Beliefs of Catholics
Salvation of Pagans
Salvation of Protestants
Why become a Catholic?
Duty of inquiry
Salvation of apostate Catholics
Test at the Last Judgment
Obstacles to conversion
Truth of Catholicism

Obstacles to conversion

1645. My present point of view is not bigoted, but it is reasonably biased against Catholicism.
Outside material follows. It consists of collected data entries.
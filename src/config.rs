use std::path::PathBuf;
use std::time::Duration;

use serde::Deserialize;

#[derive(Debug, Clone, Deserialize)]
pub struct ServerConfig {
    pub base_url: String,
    pub request_timeout_secs: u64,
}

#[derive(Debug, Clone, Deserialize)]
pub struct ClientConfig {
    pub fetch_debounce_ms: u64,
    pub library_view: bool,
}

#[derive(Debug, Clone, Deserialize)]
pub struct PushConfig {
    pub path: String,
    pub log_capacity: usize,
    pub max_reconnect_attempts: u32,
    pub reconnect_base_ms: u64,
    pub reconnect_max_ms: u64,
}

#[derive(Debug, Clone, Deserialize)]
pub struct ProgressConfig {
    pub capacity: usize,
}

#[derive(Debug, Clone, Deserialize)]
pub struct StorageConfig {
    pub dir: PathBuf,
    pub settings_key: String,
}

#[derive(Debug, Clone, Deserialize)]
pub struct AppConfig {
    pub server: ServerConfig,
    pub client: ClientConfig,
    pub push: PushConfig,
    pub progress: ProgressConfig,
    pub storage: StorageConfig,
}

const DEFAULTS: &str = include_str!("../config/default.toml");

impl Default for AppConfig {
    fn default() -> Self {
        // Fallback: parse the embedded default TOML
        match ::config::Config::builder()
            .add_source(::config::File::from_str(DEFAULTS, ::config::FileFormat::Toml))
            .build()
        {
            Ok(cfg) => match cfg.try_deserialize() {
                Ok(app_cfg) => app_cfg,
                Err(e) => {
                    eprintln!("FATAL: Failed to deserialize default config: {}", e);
                    panic!("Failed to deserialize default config: {}", e);
                }
            },
            Err(e) => {
                eprintln!("FATAL: Failed to parse default config: {}", e);
                panic!("Failed to parse default config: {}", e);
            }
        }
    }
}

impl Default for PushConfig {
    fn default() -> Self {
        // Mirror defaults from config/default.toml
        Self {
            path: "/sse".to_string(),
            log_capacity: 100,
            max_reconnect_attempts: 5,
            reconnect_base_ms: 1000,
            reconnect_max_ms: 30_000,
        }
    }
}

impl ServerConfig {
    pub fn request_timeout(&self) -> Duration {
        Duration::from_secs(self.request_timeout_secs)
    }
}

impl ClientConfig {
    pub fn fetch_debounce(&self) -> Duration {
        Duration::from_millis(self.fetch_debounce_ms)
    }
}

impl PushConfig {
    /// Backoff before reconnect attempt `attempt` (1-based): base doubled per attempt, capped.
    pub fn reconnect_delay(&self, attempt: u32) -> Duration {
        let shift = attempt.saturating_sub(1).min(16);
        let ms = self.reconnect_base_ms.saturating_mul(1u64 << shift).min(self.reconnect_max_ms);
        Duration::from_millis(ms)
    }
}

pub fn load() -> anyhow::Result<AppConfig> {
    // Load .env first (optional)
    let _ = dotenvy::dotenv();

    let mut builder = ::config::Config::builder()
        .add_source(::config::File::from_str(DEFAULTS, ::config::FileFormat::Toml))
        // Optional local file: vidnest.toml (in CWD)
        .add_source(::config::File::with_name("vidnest").required(false));

    if let Ok(custom_path) = std::env::var("VIDNEST_CONFIG") {
        builder = builder.add_source(::config::File::with_name(&custom_path).required(false));
    }
    // Environment variables last to have highest precedence
    builder = builder.add_source(::config::Environment::with_prefix("VIDNEST").separator("__"));

    let cfg = builder.build()?;
    let app_cfg: AppConfig = cfg.try_deserialize()?;
    validate(&app_cfg)?;
    Ok(app_cfg)
}

pub(crate) fn validate(cfg: &AppConfig) -> anyhow::Result<()> {
    let base = cfg.server.base_url.trim();
    if base.is_empty() {
        return Err(anyhow::anyhow!("server.base_url must not be empty"));
    }
    if !(base.starts_with("http://") || base.starts_with("https://")) {
        return Err(anyhow::anyhow!("server.base_url must be an http(s) URL: {}", base));
    }
    if cfg.server.request_timeout_secs == 0 {
        return Err(anyhow::anyhow!("server.request_timeout_secs must be > 0"));
    }

    if !cfg.push.path.starts_with('/') {
        return Err(anyhow::anyhow!("push.path must start with '/': {}", cfg.push.path));
    }
    if cfg.push.log_capacity == 0 {
        return Err(anyhow::anyhow!("push.log_capacity must be > 0"));
    }
    if cfg.push.reconnect_base_ms > cfg.push.reconnect_max_ms {
        return Err(anyhow::anyhow!("push.reconnect_base_ms must be <= push.reconnect_max_ms"));
    }
    if cfg.push.max_reconnect_attempts > 0 && cfg.push.reconnect_base_ms == 0 {
        tracing::warn!("push.reconnect_base_ms is 0 - reconnects will not back off");
    }

    if cfg.progress.capacity == 0 {
        return Err(anyhow::anyhow!("progress.capacity must be > 0"));
    }

    if cfg.storage.settings_key.trim().is_empty() {
        return Err(anyhow::anyhow!("storage.settings_key must not be empty"));
    }

    Ok(())
}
I can quite understand your position. I fully admit that it is quite reasonable to be predisposed favorably towards the religion one has always taken for granted, and the truth of which he has not had occasion to doubt. Such an attitude in no way implies bigotry, nor unreasonable inclinations to think that other religions are not so good as one's own. But the attitude you describe also does not hinder one from making allowances for any new information one receives, and adjusting one's position accordingly, even though breaking with one's past position is not without some distress psychologically. All sincerely religious people find the transition from one religion to another both painful and consoling. Religion is not very deep in the man who can make such a change with callous indifference.
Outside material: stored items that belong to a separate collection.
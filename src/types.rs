//! Data transfer objects exchanged with the server API.
//!
//! The server is lenient about numeric vs. string identifiers, so identity fields accept
//! both and are normalized to strings on ingest.

use serde::{Deserialize, Deserializer, Serialize};

/// One media item as listed by `/api/list` or `/api/library/list`.
#[derive(Debug, Clone, Default, Deserialize, Serialize, PartialEq)]
pub struct FileEntry {
    /// Server-relative URL path of the file; the primary identity.
    pub filename: String,
    #[serde(default, deserialize_with = "lenient_id")]
    pub uid: Option<String>,
    #[serde(default)]
    pub title: Option<String>,
    /// Subfolder relative to the videos/library root; empty for the root itself.
    #[serde(default)]
    pub folder: String,
    #[serde(default)]
    pub filesize: Option<u64>,
    #[serde(default)]
    pub width: Option<u32>,
    #[serde(default)]
    pub height: Option<u32>,
    /// Duration in seconds.
    #[serde(default)]
    pub duration: Option<f64>,
    /// Creation timestamp, epoch seconds.
    #[serde(default)]
    pub created: Option<f64>,
    #[serde(default)]
    pub download_date: Option<f64>,
    #[serde(default, deserialize_with = "lenient_id")]
    pub download_id: Option<String>,
    #[serde(default)]
    pub favorite: bool,
    #[serde(default)]
    pub partial: bool,
    #[serde(default)]
    pub unknown: bool,
    #[serde(default, deserialize_with = "lenient_id")]
    pub stereo: Option<String>,
    /// Human readable duplicate hint, one candidate per line.
    #[serde(default)]
    pub may_exist: Option<String>,
    #[serde(default)]
    pub thumbnail: Option<String>,
    #[serde(default)]
    pub preview: Option<String>,
    #[serde(default)]
    pub mimetype: Option<String>,
    #[serde(default)]
    pub url: Option<String>,
    /// Client-only: whether the preview clip is currently playing.
    #[serde(skip)]
    pub show_preview: bool,
}

impl FileEntry {
    /// Title if present, else the file name without directory and extension.
    pub fn display_title(&self) -> String {
        match self.title.as_deref() {
            Some(t) if !t.is_empty() => t.to_string(),
            _ => basename_stem(&self.filename).to_string(),
        }
    }
}

/// `"/videos/sub/clip.final.mp4"` -> `"clip.final"`. Names without a dot stay whole.
pub fn basename_stem(filename: &str) -> &str {
    let base = filename.rsplit('/').next().unwrap_or(filename);
    match base.rsplit_once('.') {
        Some((stem, _ext)) => stem,
        None => base,
    }
}

/// Accepts a JSON string, number or bool and keeps it as a string.
fn lenient_id<'de, D>(deserializer: D) -> Result<Option<String>, D::Error>
where
    D: Deserializer<'de>,
{
    let value = Option::<serde_json::Value>::deserialize(deserializer)?;
    Ok(match value {
        None | Some(serde_json::Value::Null) => None,
        Some(serde_json::Value::String(s)) => Some(s),
        Some(serde_json::Value::Number(n)) => Some(n.to_string()),
        Some(serde_json::Value::Bool(b)) => Some(b.to_string()),
        Some(other) => Some(other.to_string()),
    })
}

/// Accepts a number or a numeric string; anything else reads as absent.
fn lenient_timestamp<'de, D>(deserializer: D) -> Result<Option<f64>, D::Error>
where
    D: Deserializer<'de>,
{
    let value = Option::<serde_json::Value>::deserialize(deserializer)?;
    Ok(match value {
        Some(serde_json::Value::Number(n)) => n.as_f64(),
        Some(serde_json::Value::String(s)) => s.trim().parse().ok(),
        _ => None,
    })
}

/// Which list endpoint feeds the shared view.
#[derive(Debug, Clone, Copy, Default, PartialEq, Eq, Hash, Serialize, Deserialize)]
#[serde(rename_all = "snake_case")]
pub enum ViewKind {
    #[default]
    Downloads,
    Library,
    Bookmarks,
    /// Previously streamed URLs tracked by the server; listed by `/api/onlines`.
    Online,
}

impl ViewKind {
    /// Path segment used by the browser routes (`""`, `"library"`, `"bookmarks"`, `"online"`).
    pub fn from_path(path: &str) -> Self {
        match path.trim_matches('/') {
            "library" => ViewKind::Library,
            "bookmarks" => ViewKind::Bookmarks,
            "online" => ViewKind::Online,
            _ => ViewKind::Downloads,
        }
    }

    pub fn list_path(self) -> Option<&'static str> {
        match self {
            ViewKind::Downloads => Some("/api/list"),
            ViewKind::Library => Some("/api/library/list"),
            ViewKind::Bookmarks | ViewKind::Online => None,
        }
    }

    pub fn is_library(self) -> bool {
        matches!(self, ViewKind::Library)
    }
}

#[derive(Debug, Clone, Deserialize, Serialize, PartialEq)]
pub struct Bookmark {
    #[serde(default)]
    pub title: Option<String>,
    pub url: String,
}

/// A streamed URL remembered by the server.
#[derive(Debug, Clone, Default, Deserialize, Serialize, PartialEq)]
pub struct OnlineEntry {
    pub url: String,
    #[serde(default)]
    pub original_url: Option<String>,
    #[serde(default)]
    pub title: Option<String>,
    #[serde(default)]
    pub thumbnail: Option<String>,
    /// Last time it was streamed, epoch seconds.
    #[serde(default, deserialize_with = "lenient_timestamp")]
    pub date: Option<f64>,
    #[serde(default)]
    pub resolution: Option<String>,
    #[serde(default)]
    pub stream_count: Option<u64>,
}

impl OnlineEntry {
    pub fn display_title(&self) -> &str {
        match self.title.as_deref() {
            Some(t) if !t.is_empty() => t,
            _ => "Online Video",
        }
    }
}

/// One hit of `/api/similar`.
#[derive(Debug, Clone, Deserialize, Serialize, PartialEq)]
pub struct SimilarVideo {
    pub score: f64,
    #[serde(default)]
    pub file: Option<FileEntry>,
}

#[derive(Debug, Clone, Serialize)]
pub struct VideoPathRequest<'a> {
    pub video_path: &'a str,
}

#[derive(Debug, Clone, Serialize)]
pub struct MoveFileRequest<'a> {
    pub video_path: &'a str,
    pub subfolder: &'a str,
}

#[derive(Debug, Clone, Serialize)]
pub struct RenameRequest<'a> {
    pub video_path: &'a str,
    #[serde(rename = "newName")]
    pub new_name: &'a str,
}

#[derive(Debug, Clone, Serialize)]
pub struct SimilarRequest<'a> {
    pub video_path: &'a str,
    pub threshold: u8,
}

#[derive(Debug, Clone, Serialize)]
pub struct VideoUrlRequest<'a> {
    #[serde(rename = "sourceUrl")]
    pub source_url: &'a str,
    pub url: &'a str,
}

/// What `/stream` hands back for playback.
#[derive(Debug, Clone, PartialEq)]
pub struct StreamInfo {
    pub video_url: String,
    pub audio_url: Option<String>,
    pub title: String,
}

#[derive(Debug, Clone, Deserialize)]
pub(crate) struct StreamResponse {
    #[serde(default, rename = "videoUrl")]
    pub video_url: Option<String>,
    #[serde(default, rename = "audioUrl")]
    pub audio_url: Option<String>,
    #[serde(default)]
    pub title: Option<String>,
}

impl StreamResponse {
    pub(crate) fn into_stream_info(self) -> Option<StreamInfo> {
        let video = self.video_url?;
        let video_url = video.trim_end_matches('/').to_string();
        if video_url.is_empty() {
            return None;
        }
        Some(StreamInfo {
            video_url,
            audio_url: self.audio_url,
            title: self
                .title
                .filter(|t| !t.is_empty())
                .unwrap_or_else(|| "Video Streaming...".to_string()),
        })
    }
}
1646. Would a man, whose wife and family are inflexibly Protestant, be justified in ruining his married happiness by becoming a convert to the Catholic Church?
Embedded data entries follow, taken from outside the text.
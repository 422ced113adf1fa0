//! Push stream listener: one long-lived `text/event-stream` connection per context.
//!
//! Lifecycle: `Disconnected -> Connecting -> Open -> (message)* -> Closed`. A dropped
//! connection is retried with exponential backoff up to `push.max_reconnect_attempts`
//! consecutive failures; after that the listener stays `Closed` and the user gets one toast.
//! [`PushListener::close`] ends it deterministically.

pub mod parser;
pub mod sse;

use std::sync::{Arc, Mutex};

use futures::StreamExt;
use tokio::sync::watch;
use tokio::task::JoinHandle;
use tokio_util::sync::CancellationToken;
use tracing::{debug, info, warn};

use crate::bus::{BusEvent, EventBus};
use crate::config::PushConfig;
use crate::error::{ClientError, ClientResult};
use crate::metrics::Metrics;
use crate::toast::Toast;
use crate::view::ViewStore;

pub use parser::{PushLog, PushMessage, StatusUpdate, CONTINUATION_PREFIX, HEARTBEAT_MARKER};
pub use sse::SseDecoder;

#[derive(Debug, Clone, Copy, PartialEq, Eq)]
pub enum ConnectionState {
    Disconnected,
    Connecting,
    Open,
    Closed,
}

/// Payload of [`BusEvent::PushMessage`].
#[derive(Debug, Clone, PartialEq)]
pub struct PushEvent {
    pub text: String,
    pub message: PushMessage,
}

/// Applies a parsed push message to the shared view: progress updates, failure resets, and
/// a refetch request on the bus when the file list changed.
pub fn apply_push_event(view: &ViewStore, bus: &EventBus, event: &PushEvent) {
    let PushMessage::Status(update) = &event.message else {
        return;
    };
    if let Some((job, percent)) = &update.progress {
        view.set_progress(job, *percent);
    }
    if let Some(job) = &update.failed {
        view.set_progress(job, 0.0);
    }
    if update.refetch {
        bus.publish(BusEvent::RefetchFiles);
    }
}

struct Shared {
    url: String,
    client: reqwest::Client,
    cfg: PushConfig,
    bus: EventBus,
    metrics: Metrics,
    state: watch::Sender<ConnectionState>,
    log: Mutex<PushLog>,
    cancel: CancellationToken,
}

impl Shared {
    fn set_state(&self, next: ConnectionState) {
        let changed = self.state.send_if_modified(|s| {
            // Closed is terminal.
            if *s == next || *s == ConnectionState::Closed {
                return false;
            }
            *s = next;
            true
        });
        if changed {
            debug!(state = ?next, "push stream state");
            self.bus.publish(BusEvent::PushStatus(next));
        }
    }

    /// Parses one message, logs it and republishes it. Heartbeats stop here.
    fn handle_message(&self, text: &str) {
        let message = PushMessage::parse(text);
        if !message.is_logged() {
            self.metrics.inc_push_ignored();
            return;
        }
        self.metrics.inc_push_messages();
        self.log.lock().unwrap_or_else(|e| e.into_inner()).push(text);
        self.bus.publish(BusEvent::PushMessage(PushEvent { text: text.to_string(), message }));
    }

    async fn connect(&self) -> ClientResult<reqwest::Response> {
        let resp = self
            .client
            .get(&self.url)
            .header(reqwest::header::ACCEPT, "text/event-stream")
            .send()
            .await?;
        let status = resp.status();
        if !status.is_success() {
            return Err(ClientError::Status { status: status.as_u16(), body: format!("push stream refused: {}", status) });
        }
        Ok(resp)
    }

    /// Drives one open stream until it ends. `delivered` counts the events seen, heartbeats
    /// included, so the caller can tell a live connection from one the server drops at once.
    async fn read(&self, resp: reqwest::Response, delivered: &mut u64) -> ClientResult<()> {
        let mut decoder = SseDecoder::new();
        let mut stream = resp.bytes_stream();
        while let Some(chunk) = stream.next().await {
            let chunk = chunk?;
            for event in decoder.feed(&chunk) {
                *delivered += 1;
                self.handle_message(&event);
            }
        }
        Ok(())
    }

    async fn run(self: Arc<Self>) {
        let mut failures: u32 = 0;
        loop {
            self.set_state(ConnectionState::Connecting);
            let outcome = tokio::select! {
                _ = self.cancel.cancelled() => break,
                res = self.connect() => res,
            };
            let err = match outcome {
                Ok(resp) => {
                    self.set_state(ConnectionState::Open);
                    info!(url = %self.url, "push stream open");
                    let mut delivered = 0;
                    let res = tokio::select! {
                        _ = self.cancel.cancelled() => break,
                        res = self.read(resp, &mut delivered) => res,
                    };
                    // An accepted connection that carried nothing still counts as a failure.
                    if delivered > 0 {
                        failures = 0;
                    }
                    match res {
                        Ok(()) => None,
                        Err(e) => Some(e),
                    }
                }
                Err(e) => Some(e),
            };

            match &err {
                Some(e) => warn!("push stream failed: {}", e),
                None => warn!("push stream ended by server"),
            }
            if let Some(e) = &err {
                if !e.is_transient() {
                    self.give_up();
                    break;
                }
            }

            failures += 1;
            if failures > self.cfg.max_reconnect_attempts {
                self.give_up();
                break;
            }
            self.set_state(ConnectionState::Disconnected);
            self.metrics.inc_push_reconnects();
            let delay = self.cfg.reconnect_delay(failures);
            debug!(attempt = failures, delay_ms = delay.as_millis() as u64, "push stream reconnect scheduled");
            tokio::select! {
                _ = self.cancel.cancelled() => break,
                _ = tokio::time::sleep(delay) => {}
            }
        }
        self.set_state(ConnectionState::Closed);
    }

    fn give_up(&self) {
        warn!(url = %self.url, "push stream closed permanently");
        self.metrics.inc_toasts();
        self.bus.publish(BusEvent::Toast(Toast::new("Connection to server lost. Reload to reconnect.")));
    }
}

pub struct PushListener {
    shared: Arc<Shared>,
    task: Mutex<Option<JoinHandle<()>>>,
}

impl PushListener {
    pub fn new(client: reqwest::Client, base_url: &str, cfg: PushConfig, bus: EventBus, metrics: Metrics) -> Self {
        let (state, _rx) = watch::channel(ConnectionState::Disconnected);
        let url = format!("{}{}", base_url.trim_end_matches('/'), cfg.path);
        let log = Mutex::new(PushLog::new(cfg.log_capacity));
        Self {
            shared: Arc::new(Shared { url, client, cfg, bus, metrics, state, log, cancel: CancellationToken::new() }),
            task: Mutex::new(None),
        }
    }

    /// Opens the connection in the background. A second call while running is a no-op; a
    /// closed listener cannot be restarted.
    pub fn start(&self) {
        let mut task = self.task.lock().unwrap_or_else(|e| e.into_inner());
        if task.is_some() || self.shared.cancel.is_cancelled() {
            return;
        }
        *task = Some(tokio::spawn(self.shared.clone().run()));
    }

    /// Closes the connection. The state is `Closed` when this returns.
    pub fn close(&self) {
        self.shared.cancel.cancel();
        self.shared.set_state(ConnectionState::Closed);
    }

    /// Closes and waits for the background task to finish.
    pub async fn shutdown(&self) {
        self.close();
        let task = self.task.lock().unwrap_or_else(|e| e.into_inner()).take();
        if let Some(task) = task {
            if let Err(e) = task.await {
                warn!("push listener task ended abnormally: {}", e);
            }
        }
    }

    pub fn state(&self) -> ConnectionState {
        *self.shared.state.borrow()
    }

    pub fn subscribe_state(&self) -> watch::Receiver<ConnectionState> {
        self.shared.state.subscribe()
    }

    pub fn url(&self) -> &str {
        &self.shared.url
    }

    /// The diagnostic feed, newest first.
    pub fn log_lines(&self) -> Vec<String> {
        self.shared.log.lock().unwrap_or_else(|e| e.into_inner()).entries().map(str::to_string).collect()
    }

    pub fn log_text(&self) -> String {
        self.shared.log.lock().unwrap_or_else(|e| e.into_inner()).render()
    }

    /// Feeds one message as if it arrived on the stream.
    pub fn inject(&self, text: &str) {
        self.shared.handle_message(text);
    }
}

impl Drop for PushListener {
    fn drop(&mut self) {
        self.shared.cancel.cancel();
    }
}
It should not be taken for granted that such a position would necessarily arise. It has been said with some truth that our worst troubles are those which never happen. In the first place, the man who feels drawn to the Catholic Church will have a few months of instruction and preparation before taking the actual step. During that time he can gradually dispose his family towards a more sympathetic outlook; and it is quite possible that he will not find them so inflexible as he anticipated. Nor, should they insist on remaining Protestants themselves, would they necessarily take his becoming a Catholic so badly as to ruin his marital happiness. However, if the worst did happen, and if after due instruction the man were absolutely convinced of the truth of the Catholic Church, he would have to become a Catholic eventually despite the protests of his family. I say eventually, because where there are grave difficulties a person convinced of the truth of the Catholic Church might be justified in postponing his actual reception into the Church for a time in the hope of smoothing out the difficulties to some extent. But eventually he would have no choice but to become, a Catholic. For that would be a duty to conscience and to God, a duty which comes before duty to any human beings on the face of the earth. No claims of parents, or of husband or wife or children, relatives or friends, can come before one's duty to God. One may do his best to dispose all things as peacefully as possible; but if fidelity to conscience means the cross of suffering, one can but take up that cross.

1647. Would such a man have a chance of salvation if he persisted in his refusal to become a Catholic?

If, in order to please his family, such a man persisted in refusing to become a Catholic, and died still refusing, he would have no chance of salvation. After all, our Lord foresaw such difficulties. "Think ye," He said, "that I am come to give peace on earth? I tell you, no; but separation. For there shall be from henceforth five in one house divided; three against two, and two against three. The father shall be divided against the son, and the son against his father; the mother against the daughter, and the daughter against the mother; the mother-in-law against her daughter-inlaw, and the daugther-in-law against her mother-in-law." Lk., XII, 51-53. It is of course always possible that a man who delays longer than he should in becoming a Catholic may become a Catholic before he dies, or at least get the grace of repentance for not having done so on his deathbed. There are innumerable cases of people who have sent for a priest at the last and have begged to be received into the Church. But there is always a risk that the abuse of present graces might not deserve sufficient time or grace in the future. I would certainly advise any man who is convinced of the truth of the Catholic religion to become a Catholic in actual fact as soon as it is reasonably possible for him to do so.